Despite being the oldest way of looking at risk, standard deviation remains applicable. Highly volatile investments are hard for some people to stomach. Also, for those investors who are prone to taking the worst action at the worst time (e.g. chasing returns, or buying high and selling low) highly volatile investments offer many opportunities to make mistakes.
Generally speaking, a lower standard deviation means less uncertainty on a period-to-period basis, which is desirable. The lowest standard deviation possible would be zero. Standard deviations will vary from asset class to asset class, so context is important in distinguishing whether a standard deviation is considered good or bad.
Standard deviation does not distinguish between the returns that fall above the average and below the average, so a manager is punished equally for “good” upside deviation and “bad” downside deviation. Also, standard deviation makes no provision for the timing of returns. There is no distinction between a situation where the bad returns were randomly scattered over a long time frame or a scenario when all the bad returns occurred within a small time frame.
Below we see two return series. The upper one exhibits a high standard deviation and the bottom one shows a low standard deviation. The straight red line represents the long-term, average annual return for each series. As it turns out, the long-term average returns are identical. However, on a month-to-month basis the upper graph’s returns tend to stray further from the red line. Therefore the fund in the upper graph exhibits greater volatility, larger standard deviation, and more substantial risk.

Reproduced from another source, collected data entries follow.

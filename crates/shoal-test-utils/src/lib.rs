//! Test utilities and mock types for Shoal development.
//!
//! Provides a [`MockScheduler`] that records registrations without
//! running anything, an [`init_tracing`] hook for tests that want log
//! output, and the regression and data [`fixtures`].

#![forbid(unsafe_code)]
#![allow(missing_docs)]
#![deny(rustdoc::broken_intra_doc_links)]

pub mod fixtures;

pub use fixtures::{
    grid_sites, masked_sites, observation_stream, ConstRegression, FailingRegression,
};

use shoal_core::{CancelHandle, Scheduler, TickId};
use std::sync::Once;

/// Install a `tracing` subscriber that honours `RUST_LOG`.
///
/// Safe to call from every test; only the first call installs. Output
/// goes through the test writer so `cargo test` captures it.
pub fn init_tracing() {
    static INIT: Once = Once::new();
    INIT.call_once(|| {
        let _ = tracing_subscriber::fmt()
            .with_env_filter(tracing_subscriber::EnvFilter::from_default_env())
            .with_test_writer()
            .try_init();
    });
}

/// Mock implementation of [`Scheduler`].
///
/// Records `(handle, period)` registrations in order. Nothing fires on
/// its own: tests call the strategy's `on_scheduled` directly with the
/// handle they want to simulate.
#[derive(Debug, Default)]
pub struct MockScheduler {
    now: TickId,
    next: u64,
    registered: Vec<(CancelHandle, u64)>,
    cancelled: Vec<CancelHandle>,
}

impl MockScheduler {
    pub fn new() -> Self {
        Self::default()
    }

    /// Set the tick reported by `now()`.
    pub fn set_now(&mut self, tick: TickId) {
        self.now = tick;
    }

    /// Period of a live registration.
    pub fn period(&self, handle: CancelHandle) -> Option<u64> {
        self.registered
            .iter()
            .find(|(h, _)| *h == handle)
            .map(|(_, p)| *p)
    }

    /// Number of live registrations.
    pub fn active(&self) -> usize {
        self.registered.len()
    }

    /// Handles cancelled so far, in order.
    pub fn cancelled(&self) -> &[CancelHandle] {
        &self.cancelled
    }
}

impl Scheduler for MockScheduler {
    fn now(&self) -> TickId {
        self.now
    }

    fn schedule_every(&mut self, period: u64) -> CancelHandle {
        let handle = CancelHandle(self.next);
        self.next += 1;
        self.registered.push((handle, period.max(1)));
        handle
    }

    fn cancel(&mut self, handle: CancelHandle) -> bool {
        let before = self.registered.len();
        self.registered.retain(|(h, _)| *h != handle);
        let removed = self.registered.len() != before;
        if removed {
            self.cancelled.push(handle);
        }
        removed
    }
}
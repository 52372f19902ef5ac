//! Strongly-typed identifiers and the [`Coord`] type alias.

use serde::{Deserialize, Serialize};
use smallvec::SmallVec;
use std::fmt;

/// Identifies an eligible site within a `SiteMap`.
///
/// Sites are enumerated once when the map is built and assigned
/// sequential IDs. `SiteId(n)` indexes the n-th entry of every per-site
/// state array derived from that map.
#[derive(Clone, Copy, Debug, PartialEq, Eq, Hash, PartialOrd, Ord, Serialize, Deserialize)]
pub struct SiteId(pub u32);

impl SiteId {
    /// The site index as a `usize`, for indexing per-site arrays.
    #[inline]
    pub fn index(self) -> usize {
        self.0 as usize
    }
}

impl fmt::Display for SiteId {
    fn fmt(&self, f: &mut fmt::Formatter<'_>) -> fmt::Result {
        write!(f, "{}", self.0)
    }
}

impl From<u32> for SiteId {
    fn from(v: u32) -> Self {
        Self(v)
    }
}

/// Monotonically increasing scheduler tick counter.
///
/// One tick is one scheduling step of the surrounding simulation
/// (a simulated day in the reference setup).
#[derive(Clone, Copy, Debug, Default, PartialEq, Eq, Hash, PartialOrd, Ord, Serialize, Deserialize)]
pub struct TickId(pub u64);

impl fmt::Display for TickId {
    fn fmt(&self, f: &mut fmt::Formatter<'_>) -> fmt::Result {
        write!(f, "{}", self.0)
    }
}

impl From<u64> for TickId {
    fn from(v: u64) -> Self {
        Self(v)
    }
}

/// Receipt for a periodic callback registered with a [`Scheduler`].
///
/// Returned by `schedule_every` and handed back to `cancel` to stop
/// future invocations. Handles are never reused within one scheduler.
///
/// [`Scheduler`]: crate::Scheduler
#[derive(Clone, Copy, Debug, PartialEq, Eq, Hash, PartialOrd, Ord)]
pub struct CancelHandle(pub u64);

impl fmt::Display for CancelHandle {
    fn fmt(&self, f: &mut fmt::Formatter<'_>) -> fmt::Result {
        write!(f, "#{}", self.0)
    }
}

/// A coordinate in the modelled spatial domain.
///
/// Uses `SmallVec<[i32; 4]>` to avoid heap allocation; the grids used
/// by the simulation are 2D (`[row, col]`).
pub type Coord = SmallVec<[i32; 4]>;

#[cfg(test)]
mod tests {
    use super::*;

    #[test]
    fn site_id_indexes_as_usize() {
        assert_eq!(SiteId(7).index(), 7);
        assert_eq!(SiteId::from(3u32), SiteId(3));
    }

    #[test]
    fn ids_display_their_value() {
        assert_eq!(SiteId(12).to_string(), "12");
        assert_eq!(TickId(40).to_string(), "40");
        assert_eq!(CancelHandle(2).to_string(), "#2");
    }

    #[test]
    fn tick_ids_order_chronologically() {
        assert!(TickId(1) < TickId(2));
        assert_eq!(TickId::from(5u64), TickId(5));
    }
}
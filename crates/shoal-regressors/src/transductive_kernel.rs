//! Per-site recursive kernel estimate with exponential forgetting.
//!
//! Each site keeps a running `(prediction, denominator)` pair. An
//! observation updates every site in O(1) with weight
//! `w = Π_i k(|f_i(site) - f_i(obs)| / h_i)`:
//!
//! ```text
//! den  <- den * λ + w
//! pred <- pred + (v - pred) * w / den      (when den > 0)
//! ```
//!
//! No observation is stored, so memory is fixed at one pair per site.

use shoal_core::{Coord, Observation, ParameterError, RegressionError};
use shoal_regression::params::{check_length, require_forgetting, require_positive};
use shoal_regression::{CompositeKernel, FeatureSet, KernelFunction, Regression};
use shoal_space::SiteMap;
use std::borrow::Cow;
use std::sync::Arc;

#[derive(Clone, Copy, Debug, Default, PartialEq)]
struct SiteEstimate {
    /// `None` until the first update with positive weight.
    prediction: Option<f64>,
    denominator: f64,
}

/// Transductive kernel regression over a fixed [`SiteMap`].
#[derive(Clone, Debug)]
pub struct TransductiveKernelRegression {
    sites: Arc<SiteMap>,
    features: FeatureSet,
    kernel: CompositeKernel,
    forgetting: f64,
    estimates: Vec<SiteEstimate>,
}

impl TransductiveKernelRegression {
    /// One bandwidth per feature; `forgetting` in `(0, 1]`.
    ///
    /// # Errors
    ///
    /// `ArityMismatch` if bandwidths and features differ in length,
    /// `Parameter` if a bandwidth or the forgetting factor is out of
    /// domain.
    pub fn new(
        sites: Arc<SiteMap>,
        features: FeatureSet,
        kernel: KernelFunction,
        bandwidths: Vec<f64>,
        forgetting: f64,
    ) -> Result<Self, RegressionError> {
        if bandwidths.len() != features.len() {
            return Err(RegressionError::ArityMismatch {
                expected: features.len(),
                got: bandwidths.len(),
            });
        }
        for (i, &h) in bandwidths.iter().enumerate() {
            require_positive(i, h)?;
        }
        require_forgetting(bandwidths.len(), forgetting)?;
        tracing::debug!(
            sites = sites.len(),
            bandwidths = ?bandwidths,
            forgetting,
            "transductive kernel regression built"
        );
        Ok(Self {
            estimates: vec![SiteEstimate::default(); sites.len()],
            sites,
            features,
            kernel: CompositeKernel::new(kernel, bandwidths),
            forgetting,
        })
    }

    /// Accumulated kernel weight at `coord`, or `NaN` off the site map.
    pub fn denominator(&self, coord: &Coord) -> f64 {
        self.sites
            .site(coord)
            .map_or(f64::NAN, |id| self.estimates[id.index()].denominator)
    }

    /// The forgetting factor.
    pub fn forgetting(&self) -> f64 {
        self.forgetting
    }
}

impl Regression for TransductiveKernelRegression {
    fn name(&self) -> &str {
        "transductive_kernel"
    }

    /// The stored estimate; `time` is ignored.
    fn predict(&self, coord: &Coord, _time: f64) -> f64 {
        self.sites
            .site(coord)
            .and_then(|id| self.estimates[id.index()].prediction)
            .unwrap_or(f64::NAN)
    }

    fn observe(&mut self, observation: &Observation) -> Result<(), RegressionError> {
        let observed = self.features.extract(&observation.coord, observation.time);
        let value = observation.value;
        let mut touched = 0usize;
        for (id, coord) in self.sites.iter() {
            let here = self.features.extract(coord, observation.time);
            let w = self.kernel.weight(&here, &observed);
            let est = &mut self.estimates[id.index()];
            est.denominator = est.denominator * self.forgetting + w;
            if est.denominator > 0.0 && w > 0.0 {
                // A fresh site has prior 0 and den == w, so the update is exactly `value`.
                est.prediction = Some(match est.prediction {
                    None => value,
                    Some(prior) => prior + (value - prior) * w / est.denominator,
                });
                touched += 1;
            }
        }
        tracing::trace!(touched, value, "transductive kernel update");
        Ok(())
    }

    /// Bandwidths in feature order, then the forgetting factor.
    fn parameters(&self) -> Vec<f64> {
        let mut p = self.kernel.bandwidths().to_vec();
        p.push(self.forgetting);
        p
    }

    fn set_parameters(&mut self, values: &[f64]) -> Result<(), ParameterError> {
        let dim = self.kernel.bandwidths().len();
        check_length(dim + 1, values.len())?;
        for (i, &h) in values[..dim].iter().enumerate() {
            require_positive(i, h)?;
        }
        let forgetting = require_forgetting(dim, values[dim])?;
        self.kernel.set_bandwidths(&values[..dim]);
        self.forgetting = forgetting;
        tracing::debug!(values = ?values, "transductive kernel parameters updated");
        Ok(())
    }

    fn parameter_names(&self) -> Vec<Cow<'static, str>> {
        let mut names: Vec<Cow<'static, str>> = self
            .features
            .names()
            .into_iter()
            .map(|n| Cow::Owned(format!("bandwidth[{n}]")))
            .collect();
        names.push(Cow::Borrowed("forgetting"));
        names
    }
}
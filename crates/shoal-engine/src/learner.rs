//! One named regression and its lifecycle.
//!
//! A [`Learner`] owns a boxed [`Regression`] and drives it through
//! `start` → (`observe` | `predict` | scheduled callbacks)* → `stop`.
//! It remembers the handle returned by `on_start`, forwards only that
//! handle's firings to `on_scheduled`, and keeps [`LearnerMetrics`].

use std::fmt;
use std::sync::Arc;

use shoal_core::{CancelHandle, Coord, Observation, ParameterError, RegressionError, Scheduler, TickId};
use shoal_regression::{ParameterSnapshot, Regression};
use shoal_space::SiteMap;

use crate::config::{ConfigError, LearnerConfig};
use crate::metrics::LearnerMetrics;

/// Where a learner is in its lifecycle.
#[derive(Clone, Copy, Debug, PartialEq, Eq)]
pub enum LearnerState {
    /// Built, not yet started.
    Idle,
    /// Started; scheduled callbacks are delivered.
    Running,
    /// Stopped; its callback, if any, has been cancelled.
    Stopped,
}

/// A named regression with lifecycle and counters.
pub struct Learner {
    name: String,
    regression: Box<dyn Regression>,
    state: LearnerState,
    handle: Option<CancelHandle>,
    metrics: LearnerMetrics,
}

// Compile-time assertion: learners move between threads with their pool.
const _: () = {
    #[allow(dead_code)]
    fn assert_send<T: Send>() {}
    #[allow(dead_code)]
    fn check() {
        assert_send::<Learner>();
    }
};

impl Learner {
    /// Wrap an already-built regression.
    pub fn new(name: impl Into<String>, regression: Box<dyn Regression>) -> Self {
        Self {
            name: name.into(),
            regression,
            state: LearnerState::Idle,
            handle: None,
            metrics: LearnerMetrics::default(),
        }
    }

    /// Validate `config` and build its regression over `sites`.
    pub fn from_config(config: &LearnerConfig, sites: Arc<SiteMap>) -> Result<Self, ConfigError> {
        let regression = config.build_regression(sites)?;
        Ok(Self::new(config.name.clone(), regression))
    }

    /// The learner's name.
    pub fn name(&self) -> &str {
        &self.name
    }

    /// The wrapped regression.
    pub fn regression(&self) -> &dyn Regression {
        self.regression.as_ref()
    }

    /// Lifecycle state.
    pub fn state(&self) -> LearnerState {
        self.state
    }

    /// Handle of the registered callback, while running.
    pub fn handle(&self) -> Option<CancelHandle> {
        self.handle
    }

    /// Cumulative counters.
    pub fn metrics(&self) -> &LearnerMetrics {
        &self.metrics
    }

    /// Let the regression register its periodic work.
    ///
    /// Starting a running learner does nothing. A stopped learner may be
    /// started again.
    pub fn start(&mut self, scheduler: &mut dyn Scheduler) -> Option<CancelHandle> {
        if self.state == LearnerState::Running {
            return self.handle;
        }
        self.handle = self.regression.on_start(scheduler);
        self.state = LearnerState::Running;
        tracing::info!(
            learner = %self.name,
            strategy = self.regression.name(),
            handle = ?self.handle,
            tick = %scheduler.now(),
            "learner started"
        );
        self.handle
    }

    /// Deliver the handles due at `now`; only this learner's own handle
    /// reaches the regression, and only while running.
    pub fn on_tick(&mut self, due: &[CancelHandle], now: TickId) {
        if self.state != LearnerState::Running {
            return;
        }
        let Some(handle) = self.handle else {
            return;
        };
        if due.contains(&handle) {
            self.regression.on_scheduled(handle, now);
            self.metrics.scheduled_callbacks += 1;
        }
    }

    /// Feed one observation, counting the outcome.
    pub fn observe(&mut self, observation: &Observation) -> Result<(), RegressionError> {
        match self.regression.observe(observation) {
            Ok(()) => {
                self.metrics.observations_accepted += 1;
                Ok(())
            }
            Err(e) => {
                self.metrics.observations_rejected += 1;
                tracing::warn!(learner = %self.name, error = %e, "observation rejected");
                Err(e)
            }
        }
    }

    /// Predict at `(coord, time)`.
    pub fn predict(&self, coord: &Coord, time: f64) -> f64 {
        self.regression.predict(coord, time)
    }

    /// Replace the hyperparameters, counting the outcome.
    pub fn set_parameters(&mut self, values: &[f64]) -> Result<(), ParameterError> {
        let result = self.regression.set_parameters(values);
        match &result {
            Ok(()) => self.metrics.parameter_updates += 1,
            Err(e) => {
                self.metrics.parameter_rejections += 1;
                tracing::debug!(learner = %self.name, error = %e, "parameters rejected");
            }
        }
        result
    }

    /// Capture the current hyperparameters.
    pub fn snapshot(&self) -> ParameterSnapshot {
        ParameterSnapshot::capture(self.regression.as_ref())
    }

    /// Restore hyperparameters captured from the same strategy.
    pub fn restore(&mut self, snapshot: &ParameterSnapshot) -> Result<(), RegressionError> {
        let result = snapshot.restore(self.regression.as_mut());
        match &result {
            Ok(()) => self.metrics.parameter_updates += 1,
            Err(_) => self.metrics.parameter_rejections += 1,
        }
        result
    }

    /// Cancel the regression's periodic work. Stopping an idle or
    /// stopped learner does nothing.
    pub fn stop(&mut self, scheduler: &mut dyn Scheduler) {
        if self.state != LearnerState::Running {
            return;
        }
        self.regression.on_stop(scheduler);
        self.handle = None;
        self.state = LearnerState::Stopped;
        tracing::info!(
            learner = %self.name,
            accepted = self.metrics.observations_accepted,
            rejected = self.metrics.observations_rejected,
            tick = %scheduler.now(),
            "learner stopped"
        );
    }
}

impl fmt::Debug for Learner {
    fn fmt(&self, f: &mut fmt::Formatter<'_>) -> fmt::Result {
        f.debug_struct("Learner")
            .field("name", &self.name)
            .field("strategy", &self.regression.name())
            .field("state", &self.state)
            .field("handle", &self.handle)
            .field("metrics", &self.metrics)
            .finish()
    }
}

#[cfg(test)]
mod tests {
    use super::*;
    use crate::scheduler::TickScheduler;
    use shoal_test_utils::{grid_sites, ConstRegression, FailingRegression, MockScheduler};
    use smallvec::smallvec;

    // ── Lifecycle ───────────────────────────────────────────────

    #[test]
    fn passive_strategy_registers_nothing() {
        let mut sched = MockScheduler::new();
        let mut l = Learner::new("c", Box::new(ConstRegression::new(2.0)));
        assert_eq!(l.state(), LearnerState::Idle);
        assert_eq!(l.start(&mut sched), None);
        assert_eq!(l.state(), LearnerState::Running);
        assert_eq!(sched.active(), 0);
        l.stop(&mut sched);
        assert_eq!(l.state(), LearnerState::Stopped);
    }

    #[test]
    fn drifting_strategy_is_scheduled_then_cancelled() {
        let config = LearnerConfig {
            name: "pf".into(),
            regression: crate::config::RegressionConfig::ParticleFilter {
                particles: 10,
                min: 0.0,
                max: 1.0,
                temporal_drift: 0.1,
                evidence_deviation: 0.2,
                distance_noise: 0.0,
                informative_ratio: 1.0,
                resample_threshold: 0.5,
                drift_period: 2,
            },
            seed: 3,
        };
        let mut sched = TickScheduler::new();
        let mut l = Learner::from_config(&config, grid_sites(2, 2)).unwrap();
        let handle = l.start(&mut sched).unwrap();
        assert!(sched.is_active(handle));
        // Starting again is a no-op.
        assert_eq!(l.start(&mut sched), Some(handle));
        assert_eq!(sched.len(), 1);

        for _ in 0..6 {
            let due = sched.advance();
            l.on_tick(&due, sched.now());
        }
        assert_eq!(l.metrics().scheduled_callbacks, 3);

        l.stop(&mut sched);
        assert!(!sched.is_active(handle));
        assert!(l.handle().is_none());
    }

    #[test]
    fn foreign_handles_are_not_delivered() {
        let mut sched = TickScheduler::new();
        let other = sched.schedule_every(1);
        let mut l = Learner::new("c", Box::new(ConstRegression::new(0.0)));
        l.start(&mut sched);
        l.on_tick(&[other], TickId(1));
        assert_eq!(l.metrics().scheduled_callbacks, 0);
    }

    // ── Observations ────────────────────────────────────────────

    #[test]
    fn observation_outcomes_are_counted() {
        let mut l = Learner::new("f", Box::new(FailingRegression::new(2)));
        for _ in 0..3 {
            let _ = l.observe(&Observation::at(0, 0, 0.0, 1.0));
        }
        assert_eq!(l.metrics().observations_accepted, 2);
        assert_eq!(l.metrics().observations_rejected, 1);
        assert!(l.observe(&Observation::at(0, 0, 0.0, 1.0)).is_err());
    }

    #[test]
    fn predict_goes_through() {
        let l = Learner::new("c", Box::new(ConstRegression::new(4.5)));
        assert_eq!(l.predict(&smallvec![0, 0], 0.0), 4.5);
    }

    // ── Parameters ──────────────────────────────────────────────

    #[test]
    fn parameter_updates_and_snapshots() {
        let mut l = Learner::new("c", Box::new(ConstRegression::new(1.0)));
        let snap = l.snapshot();
        l.set_parameters(&[3.0]).unwrap();
        assert!(l.set_parameters(&[3.0, 4.0]).is_err());
        assert_eq!(l.predict(&smallvec![0, 0], 0.0), 3.0);
        l.restore(&snap).unwrap();
        assert_eq!(l.predict(&smallvec![0, 0], 0.0), 1.0);
        assert_eq!(l.metrics().parameter_updates, 2);
        assert_eq!(l.metrics().parameter_rejections, 1);
    }
}
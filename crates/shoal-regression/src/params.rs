//! Validation helpers for flat hyperparameter vectors, and the
//! [`ParameterSnapshot`] handed to calibration tooling.

use crate::regression::Regression;
use serde::{Deserialize, Serialize};
use shoal_core::{ParameterError, RegressionError};

/// Fail unless `got == expected`.
pub fn check_length(expected: usize, got: usize) -> Result<(), ParameterError> {
    if expected == got {
        Ok(())
    } else {
        Err(ParameterError::LengthMismatch { expected, got })
    }
}

/// Accept finite, strictly positive values.
pub fn require_positive(index: usize, value: f64) -> Result<f64, ParameterError> {
    if value.is_finite() && value > 0.0 {
        Ok(value)
    } else {
        Err(ParameterError::OutOfDomain {
            index,
            value,
            reason: "must be finite and > 0",
        })
    }
}

/// Accept finite, non-negative values.
pub fn require_non_negative(index: usize, value: f64) -> Result<f64, ParameterError> {
    if value.is_finite() && value >= 0.0 {
        Ok(value)
    } else {
        Err(ParameterError::OutOfDomain {
            index,
            value,
            reason: "must be finite and >= 0",
        })
    }
}

/// Accept a forgetting factor in `(0, 1]`.
pub fn require_forgetting(index: usize, value: f64) -> Result<f64, ParameterError> {
    if value > 0.0 && value <= 1.0 {
        Ok(value)
    } else {
        Err(ParameterError::OutOfDomain {
            index,
            value,
            reason: "forgetting factor must lie in (0, 1]",
        })
    }
}

/// Accept any finite value.
pub fn require_finite(index: usize, value: f64) -> Result<f64, ParameterError> {
    if value.is_finite() {
        Ok(value)
    } else {
        Err(ParameterError::OutOfDomain {
            index,
            value,
            reason: "must be finite",
        })
    }
}

/// Neighbor count written through a real-valued parameter:
/// truncated, and never below one.
///
/// ```
/// use shoal_regression::params::neighbor_count;
///
/// assert_eq!(neighbor_count(3.9), 3);
/// assert_eq!(neighbor_count(0.2), 1);
/// assert_eq!(neighbor_count(-4.0), 1);
/// ```
pub fn neighbor_count(value: f64) -> usize {
    // `as` saturates: NaN and negatives become 0.
    (value.trunc() as usize).max(1)
}

/// A strategy's hyperparameters, labelled, for export to and import
/// from calibration runs.
#[derive(Clone, Debug, PartialEq, Serialize, Deserialize)]
pub struct ParameterSnapshot {
    /// `Regression::name()` of the strategy captured.
    pub strategy: String,
    /// `Regression::parameter_names()`.
    pub names: Vec<String>,
    /// `Regression::parameters()`.
    pub values: Vec<f64>,
}

impl ParameterSnapshot {
    /// Record the current hyperparameters of `regression`.
    pub fn capture(regression: &dyn Regression) -> Self {
        Self {
            strategy: regression.name().to_string(),
            names: regression
                .parameter_names()
                .into_iter()
                .map(|n| n.into_owned())
                .collect(),
            values: regression.parameters(),
        }
    }

    /// Write the recorded values back into `regression`.
    ///
    /// # Errors
    ///
    /// `InvalidConfig` if the snapshot was taken from a different
    /// strategy, otherwise whatever `set_parameters` rejects.
    pub fn restore(&self, regression: &mut dyn Regression) -> Result<(), RegressionError> {
        if regression.name() != self.strategy {
            return Err(RegressionError::InvalidConfig {
                reason: format!(
                    "snapshot of '{}' cannot be restored into '{}'",
                    self.strategy,
                    regression.name()
                ),
            });
        }
        regression.set_parameters(&self.values)?;
        tracing::debug!(strategy = %self.strategy, values = ?self.values, "parameters restored");
        Ok(())
    }
}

One of the striking aspects of standard deviation is that there is surprisingly little variation across decades. From a returns perspective, the difference between the bull markets of the 1980s and 1990s and the bear markets of the 2000s was extreme. However, looking at the standard deviations across decades, the numbers remain somewhat stable. Overall bonds exhibit the lowest volatility, while emerging markets and small cap stocks have displayed the highest.
Standard deviation is a well-known statistical tool used across many industries in order to determine just how representative the mean value of an overall set of data is. The process of squaring the differences is used to remove negative values. Otherwise the positive and negative values would net out to zero.